Dataset entries:
%%

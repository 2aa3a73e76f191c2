//! Configuration loading errors.

use std::error::Error as StdError;
use std::sync::Arc;

use clap::error::ErrorKind;
use ortho_config::OrthoError;
use thiserror::Error;

use crate::TuningError;

/// Errors raised while assembling [`crate::Config`].
#[derive(Debug, Error)]
pub enum ConfigError {
    /// A layer could not be read, parsed or merged, or the command line was
    /// rejected.
    #[error(transparent)]
    Load(Arc<OrthoError>),
    /// The tuning values violate a constraint.
    #[error("invalid server tuning: {0}")]
    Tuning(#[from] TuningError),
}

impl ConfigError {
    /// Returns the command-line output to print when the user asked for help
    /// or version text rather than supplying a bad argument.
    #[must_use]
    pub fn display_request(&self) -> Option<&clap::Error> {
        let Self::Load(error) = self else {
            return None;
        };
        let root: &OrthoError = error;
        let mut cause: Option<&(dyn StdError + 'static)> = Some(root);
        while let Some(current) = cause {
            let clap_error = current
                .downcast_ref::<clap::Error>()
                .or_else(|| current.downcast_ref::<Box<clap::Error>>().map(|boxed| &**boxed));
            if let Some(found) = clap_error {
                return matches!(found.kind(), ErrorKind::DisplayHelp | ErrorKind::DisplayVersion)
                    .then_some(found);
            }
            cause = current.source();
        }
        None
    }

    /// Returns `true` when the command line asked for help or version output.
    #[must_use]
    pub fn is_display_request(&self) -> bool {
        self.display_request().is_some()
    }
}
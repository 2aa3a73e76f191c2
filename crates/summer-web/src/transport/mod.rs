//! Socket listener plumbing for the dispatch server.

mod errors;
mod listener;

use std::net::TcpStream;

pub use self::errors::ListenerError;
pub(crate) use self::listener::{ListenerHandle, SocketListener};

use crate::concurrency::PoolError;

/// Tracing target for listener events.
pub(crate) const LISTENER_TARGET: &str = concat!(env!("CARGO_PKG_NAME"), "::transport");

/// Handles a single accepted client connection.
pub trait ConnectionHandler: Send + Sync + 'static {
    /// Serves the connection; runs on a transport worker.
    fn handle(&self, stream: TcpStream);

    /// Answers a connection the transport pool refused, evicted or dropped
    /// while it was still queued. Runs on the thread that let go of it.
    fn reject(&self, stream: TcpStream, error: &PoolError);
}
//! Component capabilities and the type-erased instance handle.

use std::any::{Any, TypeId};
use std::fmt;
use std::sync::Arc;

use crate::{ContainerError, HookError, Resolver};

/// Type-erased component instance owned by the container.
pub type Instance = Arc<dyn Any + Send + Sync>;

/// Runtime identity of a component type or capability.
#[derive(Clone, Copy, PartialEq, Eq, Hash)]
pub struct TypeInfo {
    id: TypeId,
    name: &'static str,
}

impl TypeInfo {
    /// Describes `T`, which may be a trait object.
    #[must_use]
    pub fn of<T: ?Sized + 'static>() -> Self {
        Self {
            id: TypeId::of::<T>(),
            name: std::any::type_name::<T>(),
        }
    }

    /// The type identifier.
    #[must_use]
    pub const fn id(&self) -> TypeId {
        self.id
    }

    /// The fully qualified type name.
    #[must_use]
    pub fn name(&self) -> &'static str {
        self.name
    }

    /// The last path segment of the type name, without generic arguments.
    #[must_use]
    pub fn simple_name(&self) -> &'static str {
        let base = self.name.split('<').next().unwrap_or(self.name);
        base.rsplit("::").next().unwrap_or(base)
    }
}

impl fmt::Debug for TypeInfo {
    fn fmt(&self, f: &mut fmt::Formatter<'_>) -> fmt::Result {
        f.write_str(self.name)
    }
}

impl fmt::Display for TypeInfo {
    fn fmt(&self, f: &mut fmt::Formatter<'_>) -> fmt::Result {
        f.write_str(self.name)
    }
}

/// Lifecycle hooks implemented by every container-managed type.
///
/// All hooks default to no-ops, so plain types only need an empty impl.
pub trait Component: Send + Sync + 'static {
    /// Field injection: resolve collaborators that were not constructor
    /// parameters, including those needed by composed parts.
    ///
    /// # Errors
    ///
    /// Propagates resolution failures from `resolver`.
    fn inject_dependencies(&mut self, _resolver: &mut Resolver<'_>) -> Result<(), ContainerError> {
        Ok(())
    }

    /// Receives the definition name the instance was created under.
    fn set_component_name(&mut self, _name: &str) {}

    /// Initialization hook, run between the post-processor passes.
    ///
    /// # Errors
    ///
    /// Any error aborts creation of the component.
    fn after_properties_set(&self) -> Result<(), HookError> {
        Ok(())
    }

    /// Disposal hook, run for cached singletons when the container closes.
    ///
    /// # Errors
    ///
    /// Errors are collected and reported once teardown completes.
    fn destroy(&self) -> Result<(), HookError> {
        Ok(())
    }
}

/// Hooks that observe or replace every instance the container creates.
///
/// Definitions declare this capability with
/// `implements::<dyn ComponentPostProcessor>(..)`; `refresh` instantiates them
/// before any other component.
pub trait ComponentPostProcessor: Send + Sync {
    /// Runs before the instance's initialization hook.
    ///
    /// # Errors
    ///
    /// Any error aborts creation of the component.
    fn before_initialization(
        &self,
        instance: Instance,
        _name: &str,
    ) -> Result<Instance, HookError> {
        Ok(instance)
    }

    /// Runs after the instance's initialization hook.
    ///
    /// # Errors
    ///
    /// Any error aborts creation of the component.
    fn after_initialization(&self, instance: Instance, _name: &str) -> Result<Instance, HookError> {
        Ok(instance)
    }
}

#[cfg(test)]
mod tests {
    use super::*;

    mod nested {
        pub struct TodoService;
        pub struct Wrapper<T>(pub T);
    }

    #[test]
    fn simple_name_strips_module_path() {
        assert_eq!(TypeInfo::of::<nested::TodoService>().simple_name(), "TodoService");
    }

    #[test]
    fn simple_name_ignores_generic_arguments() {
        let info = TypeInfo::of::<nested::Wrapper<nested::TodoService>>();
        assert_eq!(info.simple_name(), "Wrapper");
    }

    #[test]
    fn trait_objects_have_distinct_identity() {
        assert_ne!(
            TypeInfo::of::<dyn ComponentPostProcessor>(),
            TypeInfo::of::<dyn Component>()
        );
    }
}
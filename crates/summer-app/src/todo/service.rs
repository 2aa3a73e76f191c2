//! In-memory todo storage.

use std::collections::BTreeMap;
use std::sync::atomic::{AtomicI64, Ordering};
use std::sync::{Mutex, MutexGuard, PoisonError};

use summer_container::{Component, ComponentDefinition, Constructor, HookError};
use summer_web::json::impl_to_json;
use tracing::debug;

use super::TODO_TARGET;

/// A stored todo.
#[derive(Debug, Clone, PartialEq, Eq)]
pub struct TodoItem {
    /// Identifier, assigned from 1 upwards.
    pub id: i64,
    /// Short description.
    pub title: String,
    /// Optional free text.
    pub note: Option<String>,
    /// Whether the todo is done.
    pub completed: bool,
}

impl_to_json!(TodoItem { id, title, note, completed });

/// Thread-safe todo store keyed by id.
#[derive(Debug, Default)]
pub struct TodoService {
    sequence: AtomicI64,
    todos: Mutex<BTreeMap<i64, TodoItem>>,
    name: String,
}

impl TodoService {
    /// Creates an empty store.
    #[must_use]
    pub fn new() -> Self {
        Self::default()
    }

    /// Stores a new, open todo.
    #[must_use]
    pub fn create(&self, title: impl Into<String>, note: Option<String>) -> TodoItem {
        let id = self.sequence.fetch_add(1, Ordering::SeqCst) + 1;
        let item = TodoItem {
            id,
            title: title.into(),
            note,
            completed: false,
        };
        self.todos().insert(id, item.clone());
        item
    }

    /// Todos in id order, optionally filtered by completion.
    #[must_use]
    pub fn list(&self, completed: Option<bool>) -> Vec<TodoItem> {
        self.todos()
            .values()
            .filter(|item| completed.is_none_or(|wanted| item.completed == wanted))
            .cloned()
            .collect()
    }

    /// Looks up one todo.
    #[must_use]
    pub fn find(&self, id: i64) -> Option<TodoItem> {
        self.todos().get(&id).cloned()
    }

    /// Marks a todo as done or open.
    #[must_use]
    pub fn set_completed(&self, id: i64, completed: bool) -> Option<TodoItem> {
        self.todos().get_mut(&id).map(|item| {
            item.completed = completed;
            item.clone()
        })
    }

    /// Removes a todo; `false` when it did not exist.
    #[must_use]
    pub fn delete(&self, id: i64) -> bool {
        self.todos().remove(&id).is_some()
    }

    fn todos(&self) -> MutexGuard<'_, BTreeMap<i64, TodoItem>> {
        self.todos.lock().unwrap_or_else(PoisonError::into_inner)
    }
}

impl Component for TodoService {
    fn set_component_name(&mut self, name: &str) {
        name.clone_into(&mut self.name);
    }

    fn after_properties_set(&self) -> Result<(), HookError> {
        debug!(target: TODO_TARGET, component = %self.name, "todo store ready");
        Ok(())
    }

    fn destroy(&self) -> Result<(), HookError> {
        debug!(
            target: TODO_TARGET,
            component = %self.name,
            remaining = self.todos().len(),
            "todo store disposed"
        );
        Ok(())
    }
}

pub(crate) fn definition() -> ComponentDefinition {
    ComponentDefinition::builder::<TodoService>()
        .constructor(Constructor::nullary(TodoService::new))
        .build()
}

#[cfg(test)]
mod tests {
    use rstest::{fixture, rstest};
    use summer_web::json::{ToJson, to_string};

    use super::*;

    #[fixture]
    fn service() -> TodoService {
        let service = TodoService::new();
        let first = service.create("buy milk", None);
        let second = service.create("walk dog", Some("before noon".to_owned()));
        assert_eq!((first.id, second.id), (1, 2));
        service
    }

    #[rstest]
    fn assigns_sequential_ids(service: TodoService) {
        let third = service.create("water plants", None);
        assert_eq!(third.id, 3);
        assert_eq!(service.find(2).map(|item| item.title), Some("walk dog".to_owned()));
    }

    #[rstest]
    fn filters_by_completion(service: TodoService) {
        service.set_completed(2, true).expect("todo 2 exists");
        let done: Vec<i64> = service.list(Some(true)).iter().map(|item| item.id).collect();
        let open: Vec<i64> = service.list(Some(false)).iter().map(|item| item.id).collect();
        assert_eq!(done, [2]);
        assert_eq!(open, [1]);
        assert_eq!(service.list(None).len(), 2);
    }

    #[rstest]
    fn deletes_once(service: TodoService) {
        assert!(service.delete(1));
        assert!(!service.delete(1));
        assert!(service.find(1).is_none());
        assert!(service.set_completed(1, true).is_none());
    }

    #[test]
    fn serializes_with_null_notes() {
        let item = TodoService::new().create("buy milk", None);
        assert_eq!(
            to_string(&item.to_json()),
            r#"{"id":1,"title":"buy milk","note":null,"completed":false}"#
        );
    }
}
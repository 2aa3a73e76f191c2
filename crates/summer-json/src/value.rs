//! Generic JSON value tree.

use std::collections::HashMap;
use std::fmt;
use std::mem;

/// A dynamically typed JSON value.
#[derive(Debug, Clone, PartialEq)]
pub enum Value {
    /// `null`.
    Null,
    /// `true` or `false`.
    Bool(bool),
    /// A number written without a fraction or exponent.
    Integer(i64),
    /// A number written with a fraction or exponent.
    Float(f64),
    /// A string.
    String(String),
    /// An ordered list.
    Array(Vec<Value>),
    /// An object with insertion-ordered keys.
    Object(Map),
}

impl Value {
    /// Short name of the value kind, used in diagnostics.
    #[must_use]
    pub const fn kind(&self) -> &'static str {
        match self {
            Self::Null => "null",
            Self::Bool(_) => "boolean",
            Self::Integer(_) => "integer",
            Self::Float(_) => "number",
            Self::String(_) => "string",
            Self::Array(_) => "array",
            Self::Object(_) => "object",
        }
    }

    /// Returns `true` for [`Value::Null`].
    #[must_use]
    pub const fn is_null(&self) -> bool {
        matches!(self, Self::Null)
    }

    /// Returns the string slice when the value is a string.
    #[must_use]
    pub fn as_str(&self) -> Option<&str> {
        match self {
            Self::String(text) => Some(text),
            _ => None,
        }
    }

    /// Returns the integer when the value is an integer.
    #[must_use]
    pub const fn as_i64(&self) -> Option<i64> {
        match self {
            Self::Integer(number) => Some(*number),
            _ => None,
        }
    }

    /// Returns the boolean when the value is a boolean.
    #[must_use]
    pub const fn as_bool(&self) -> Option<bool> {
        match self {
            Self::Bool(flag) => Some(*flag),
            _ => None,
        }
    }

    /// Returns the map when the value is an object.
    #[must_use]
    pub const fn as_object(&self) -> Option<&Map> {
        match self {
            Self::Object(map) => Some(map),
            _ => None,
        }
    }

    /// Returns the elements when the value is an array.
    #[must_use]
    pub fn as_array(&self) -> Option<&[Value]> {
        match self {
            Self::Array(items) => Some(items),
            _ => None,
        }
    }

    /// Looks up `key` when the value is an object.
    #[must_use]
    pub fn get(&self, key: &str) -> Option<&Value> {
        self.as_object().and_then(|map| map.get(key))
    }
}

impl fmt::Display for Value {
    fn fmt(&self, f: &mut fmt::Formatter<'_>) -> fmt::Result {
        f.write_str(&crate::to_string(self))
    }
}

impl From<bool> for Value {
    fn from(value: bool) -> Self {
        Self::Bool(value)
    }
}

impl From<i64> for Value {
    fn from(value: i64) -> Self {
        Self::Integer(value)
    }
}

impl From<f64> for Value {
    fn from(value: f64) -> Self {
        Self::Float(value)
    }
}

impl From<&str> for Value {
    fn from(value: &str) -> Self {
        Self::String(value.to_owned())
    }
}

impl From<String> for Value {
    fn from(value: String) -> Self {
        Self::String(value)
    }
}

impl From<Map> for Value {
    fn from(value: Map) -> Self {
        Self::Object(value)
    }
}

impl From<Vec<Value>> for Value {
    fn from(value: Vec<Value>) -> Self {
        Self::Array(value)
    }
}

/// Object map that preserves key insertion order.
///
/// Re-inserting an existing key replaces its value in place, so the key keeps
/// its original position. Lookups go through a hashed index of entry
/// positions.
#[derive(Debug, Clone, Default)]
pub struct Map {
    entries: Vec<(String, Value)>,
    positions: HashMap<String, usize>,
}

impl Map {
    /// Creates an empty map.
    #[must_use]
    pub fn new() -> Self {
        Self::default()
    }

    /// Inserts `value` under `key`, returning the previous value if any.
    pub fn insert(&mut self, key: impl Into<String>, value: impl Into<Value>) -> Option<Value> {
        let name = key.into();
        let item = value.into();
        if let Some(&position) = self.positions.get(&name) {
            return self
                .entries
                .get_mut(position)
                .map(|slot| mem::replace(&mut slot.1, item));
        }
        self.positions.insert(name.clone(), self.entries.len());
        self.entries.push((name, item));
        None
    }

    /// Builder-style insert.
    #[must_use]
    pub fn with(mut self, key: impl Into<String>, value: impl Into<Value>) -> Self {
        self.insert(key, value);
        self
    }

    /// Looks up the value stored under `key`.
    #[must_use]
    pub fn get(&self, key: &str) -> Option<&Value> {
        self.positions
            .get(key)
            .and_then(|&position| self.entries.get(position))
            .map(|(_, value)| value)
    }

    /// Returns `true` when `key` is present.
    #[must_use]
    pub fn contains_key(&self, key: &str) -> bool {
        self.positions.contains_key(key)
    }

    /// Number of entries.
    #[must_use]
    pub const fn len(&self) -> usize {
        self.entries.len()
    }

    /// Returns `true` when the map has no entries.
    #[must_use]
    pub const fn is_empty(&self) -> bool {
        self.entries.is_empty()
    }

    /// Iterates over entries in insertion order.
    pub fn iter(&self) -> impl Iterator<Item = (&str, &Value)> {
        self.entries
            .iter()
            .map(|(key, value)| (key.as_str(), value))
    }

    /// Iterates over keys in insertion order.
    pub fn keys(&self) -> impl Iterator<Item = &str> {
        self.entries.iter().map(|(key, _)| key.as_str())
    }
}

impl PartialEq for Map {
    fn eq(&self, other: &Self) -> bool {
        self.entries == other.entries
    }
}

impl<K, V> FromIterator<(K, V)> for Map
where
    K: Into<String>,
    V: Into<Value>,
{
    fn from_iter<I: IntoIterator<Item = (K, V)>>(iter: I) -> Self {
        let mut map = Self::new();
        for (key, value) in iter {
            map.insert(key, value);
        }
        map
    }
}

#[cfg(test)]
mod tests {
    use super::*;

    #[test]
    fn map_preserves_insertion_order() {
        let map = Map::new().with("b", 1_i64).with("a", 2_i64).with("c", 3_i64);
        assert_eq!(map.keys().collect::<Vec<_>>(), vec!["b", "a", "c"]);
    }

    #[test]
    fn reinsert_replaces_in_place() {
        let mut map = Map::new().with("first", 1_i64).with("second", 2_i64);
        let previous = map.insert("first", "again");
        assert_eq!(previous, Some(Value::Integer(1)));
        assert_eq!(map.keys().collect::<Vec<_>>(), vec!["first", "second"]);
        assert_eq!(map.get("first"), Some(&Value::from("again")));
    }

    #[test]
    fn large_maps_keep_order_and_lookups() {
        let map: Map = (0..10_000_i64).map(|n| (format!("key{n}"), n)).collect();
        assert_eq!(map.len(), 10_000);
        assert_eq!(map.get("key9999"), Some(&Value::Integer(9999)));
        assert_eq!(map.keys().next(), Some("key0"));
        assert!(map.contains_key("key4242"));
        assert!(!map.contains_key("key10000"));
    }

    #[test]
    fn equality_ignores_lookup_index() {
        let mut replaced = Map::new().with("a", 1_i64).with("b", 2_i64);
        replaced.insert("a", 1_i64);
        assert_eq!(replaced, Map::new().with("a", 1_i64).with("b", 2_i64));
        assert_ne!(replaced, Map::new().with("b", 2_i64).with("a", 1_i64));
    }

    #[test]
    fn value_accessors_match_kind() {
        let value = Value::Object(Map::new().with("flag", true));
        assert_eq!(value.kind(), "object");
        assert_eq!(value.get("flag").and_then(Value::as_bool), Some(true));
        assert!(value.get("missing").is_none());
        assert!(Value::Null.is_null());
    }
}
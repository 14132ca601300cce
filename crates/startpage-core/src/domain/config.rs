//! The start page configuration tree.
//!
//! A [`Configuration`] is an ordered list of [`Category`] values, each owning
//! an ordered list of [`UrlEntry`] values, plus one [`DesignSettings`] block.
//! All mutations here are pure in-memory operations; persistence is layered on
//! top by the application crate.
//!
//! # Lookup semantics
//!
//! Ids are resolved by a linear scan that keeps the **last** match.  Under the
//! invariants duplicates never exist, but hand-edited imports can contain
//! them, and the last-match rule keeps behaviour stable for such files.

use serde::{Deserialize, Serialize};
use thiserror::Error;

use super::identity::{IdAllocation, Identified};

/// Identifier of a category, unique within a configuration.
pub type CategoryId = u32;

/// Identifier of a URL entry, unique within its owning category only.
pub type UrlId = u32;

/// Accent colour used when none has been chosen.
pub const DEFAULT_COLOR: &str = "#343a40";

/// Fully opaque.
pub const DEFAULT_OPACITY: f64 = 1.0;

/// Errors raised by configuration mutations.
#[derive(Debug, Error, PartialEq)]
pub enum ConfigError {
    /// Another category already uses this name (compared case-insensitively).
    #[error("category \"{0}\" exists already")]
    DuplicateName(String),

    /// The category name is blank.
    #[error("category name must not be empty")]
    EmptyName,

    /// No category carries the requested id.
    #[error("the category you tried to delete doesn't exist (id {0})")]
    NotFound(CategoryId),

    /// A URL was added while no category exists.
    #[error("please add a category first")]
    NoCategories,

    /// Opacity outside `[0, 1]` or NaN.
    #[error("opacity must be between 0 and 1, got {0}")]
    InvalidOpacity(f64),
}

/// Outcome of an operation whose target ids may not resolve.
///
/// Unresolved ids are not errors: the operation is a no-op and the
/// configuration is left untouched.
#[derive(Debug, Clone, PartialEq, Serialize)]
#[serde(tag = "status", content = "value", rename_all = "snake_case")]
pub enum Resolution<T> {
    /// Both ids resolved and the change was made.
    Applied(T),
    /// An id did not resolve; nothing changed.
    Unresolved,
}

impl<T> Resolution<T> {
    pub fn is_applied(&self) -> bool {
        matches!(self, Resolution::Applied(_))
    }
}

/// A named link inside a category.
#[derive(Debug, Clone, PartialEq, Serialize, Deserialize)]
pub struct UrlEntry {
    pub id: UrlId,
    #[serde(default)]
    pub name: String,
    /// Expected to be a URL; never validated.
    #[serde(default)]
    pub url: String,
}

impl UrlEntry {
    pub fn new(id: UrlId, name: impl Into<String>, url: impl Into<String>) -> Self {
        Self {
            id,
            name: name.into(),
            url: url.into(),
        }
    }
}

impl Identified for UrlEntry {
    fn id(&self) -> u32 {
        self.id
    }
}

/// A named group of URL entries.
#[derive(Debug, Clone, PartialEq, Serialize, Deserialize)]
pub struct Category {
    pub id: CategoryId,
    #[serde(default)]
    pub name: String,
    #[serde(default)]
    pub urls: Vec<UrlEntry>,
}

impl Category {
    /// Creates an empty category.
    pub fn new(id: CategoryId, name: impl Into<String>) -> Self {
        Self {
            id,
            name: name.into(),
            urls: Vec::new(),
        }
    }
}

impl Identified for Category {
    fn id(&self) -> u32 {
        self.id
    }
}

/// Cosmetic settings, independent of the category tree.
#[derive(Debug, Clone, PartialEq, Serialize, Deserialize)]
#[serde(default, rename_all = "camelCase")]
pub struct DesignSettings {
    /// A `data:` URI, or empty for no background image.
    pub background_image: String,
    /// Hex accent colour.
    pub color: String,
    /// In `[0, 1]`.
    pub opacity: f64,
}

impl Default for DesignSettings {
    fn default() -> Self {
        Self {
            background_image: String::new(),
            color: DEFAULT_COLOR.to_string(),
            opacity: DEFAULT_OPACITY,
        }
    }
}

/// A partial update of [`DesignSettings`]; `None` fields are left as they are.
#[derive(Debug, Clone, Default, PartialEq, Serialize, Deserialize)]
#[serde(default, rename_all = "camelCase")]
pub struct DesignPatch {
    pub background_image: Option<String>,
    pub color: Option<String>,
    pub opacity: Option<f64>,
}

impl DesignPatch {
    pub fn is_empty(&self) -> bool {
        self.background_image.is_none() && self.color.is_none() && self.opacity.is_none()
    }
}

/// Root aggregate: every category, every URL, and the design block.
#[derive(Debug, Clone, Default, PartialEq, Serialize, Deserialize)]
#[serde(default)]
pub struct Configuration {
    pub categories: Vec<Category>,
    pub design: DesignSettings,
}

impl Configuration {
    pub fn new() -> Self {
        Self::default()
    }

    /// `true` when there is something worth exporting: at least one category,
    /// or design settings that differ from the defaults.
    pub fn has_content(&self) -> bool {
        !self.categories.is_empty() || self.design != DesignSettings::default()
    }

    /// Total number of URL entries across all categories.
    pub fn url_count(&self) -> usize {
        self.categories.iter().map(|c| c.urls.len()).sum()
    }

    /// Index of the last category whose id equals `id`.
    pub fn resolve_category_index(&self, id: CategoryId) -> Option<usize> {
        self.categories.iter().rposition(|c| c.id == id)
    }

    /// Index of the last URL with id `id` inside the category at `category_index`.
    ///
    /// Returns `None` when either the category index is out of range or no URL
    /// matches.
    pub fn resolve_url_index(&self, category_index: usize, id: UrlId) -> Option<usize> {
        self.categories
            .get(category_index)?
            .urls
            .iter()
            .rposition(|u| u.id == id)
    }

    /// Returns the category with the given id, if any.
    pub fn category(&self, id: CategoryId) -> Option<&Category> {
        self.resolve_category_index(id).map(|i| &self.categories[i])
    }

    /// Case-insensitive name check.
    pub fn contains_category_name(&self, name: &str) -> bool {
        let wanted = name.to_lowercase();
        self.categories
            .iter()
            .any(|c| c.name.to_lowercase() == wanted)
    }

    /// Appends a new, empty category.
    ///
    /// # Errors
    ///
    /// [`ConfigError::EmptyName`] for a blank name and
    /// [`ConfigError::DuplicateName`] when the name is already taken.
    pub fn add_category(
        &mut self,
        name: &str,
        allocation: IdAllocation,
    ) -> Result<Category, ConfigError> {
        if name.trim().is_empty() {
            return Err(ConfigError::EmptyName);
        }
        if self.contains_category_name(name) {
            return Err(ConfigError::DuplicateName(name.to_string()));
        }

        let category = Category::new(allocation.next_id(&self.categories), name);
        self.categories.push(category.clone());
        Ok(category)
    }

    /// Removes a category together with all of its URLs.
    ///
    /// # Errors
    ///
    /// [`ConfigError::NotFound`] when no category has this id.
    pub fn delete_category(&mut self, id: CategoryId) -> Result<Category, ConfigError> {
        let index = self
            .resolve_category_index(id)
            .ok_or(ConfigError::NotFound(id))?;
        Ok(self.categories.remove(index))
    }

    /// Appends a URL entry to the category `category_id`.
    ///
    /// An unknown category id yields [`Resolution::Unresolved`].
    ///
    /// # Errors
    ///
    /// [`ConfigError::NoCategories`] when the configuration has no categories.
    pub fn add_url(
        &mut self,
        category_id: CategoryId,
        name: &str,
        url: &str,
        allocation: IdAllocation,
    ) -> Result<Resolution<UrlEntry>, ConfigError> {
        if self.categories.is_empty() {
            return Err(ConfigError::NoCategories);
        }
        let Some(index) = self.resolve_category_index(category_id) else {
            return Ok(Resolution::Unresolved);
        };

        let urls = &mut self.categories[index].urls;
        let entry = UrlEntry::new(allocation.next_id(urls), name, url);
        urls.push(entry.clone());
        Ok(Resolution::Applied(entry))
    }

    /// Removes one URL entry; unresolved ids leave everything unchanged.
    pub fn remove_url(&mut self, category_id: CategoryId, url_id: UrlId) -> Resolution<UrlEntry> {
        let Some(category_index) = self.resolve_category_index(category_id) else {
            return Resolution::Unresolved;
        };
        let Some(url_index) = self.resolve_url_index(category_index, url_id) else {
            return Resolution::Unresolved;
        };
        Resolution::Applied(self.categories[category_index].urls.remove(url_index))
    }

    /// Merges `patch` into the design settings.
    ///
    /// The patch is validated as a whole before any field is written.
    ///
    /// # Errors
    ///
    /// [`ConfigError::InvalidOpacity`] when the opacity is NaN or outside `[0, 1]`.
    pub fn apply_design(&mut self, patch: DesignPatch) -> Result<&DesignSettings, ConfigError> {
        if let Some(opacity) = patch.opacity {
            if !(0.0..=1.0).contains(&opacity) {
                return Err(ConfigError::InvalidOpacity(opacity));
            }
        }

        let design = &mut self.design;
        if let Some(background_image) = patch.background_image {
            design.background_image = background_image;
        }
        if let Some(color) = patch.color {
            design.color = color;
        }
        if let Some(opacity) = patch.opacity {
            design.opacity = opacity;
        }
        Ok(&self.design)
    }
}

// ── Tests ─────────────────────────────────────────────────────────────────────
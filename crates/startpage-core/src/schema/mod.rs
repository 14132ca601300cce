//! Serialized document schema.
//!
//! A single JSON document format is used for the storage slot and for export
//! files.  [`codec`] handles encoding, decoding, and migration of the older
//! shapes.

pub mod codec;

%%

EXERCISE REQUIREMENTS:
Your answer must be the lines from the first line of the records through the line containing "user asked for help", copied exactly.

RESPONSE TO THIS EXERCISE:
repository 2aa3a73e76f191c2
//! Configuration loading errors.

use std::error::Error as StdError;
use std::sync::Arc;

use clap::error::ErrorKind;
use ortho_config::OrthoError;
use thiserror::Error;

use crate::TuningError;

/// Errors raised while assembling [`crate::Config`].
#[derive(Debug, Error)]
pub enum ConfigError {
    /// A layer could not be read, parsed or merged, or the command line was
    /// rejected.
    #[error(transparent)]
    Load(Arc<OrthoError>),
    /// The tuning values violate a constraint.
    #[error("invalid server tuning: {0}")]
    Tuning(#[from] TuningError),
}

impl ConfigError {
    /// Returns the command-line output to print when the user asked for help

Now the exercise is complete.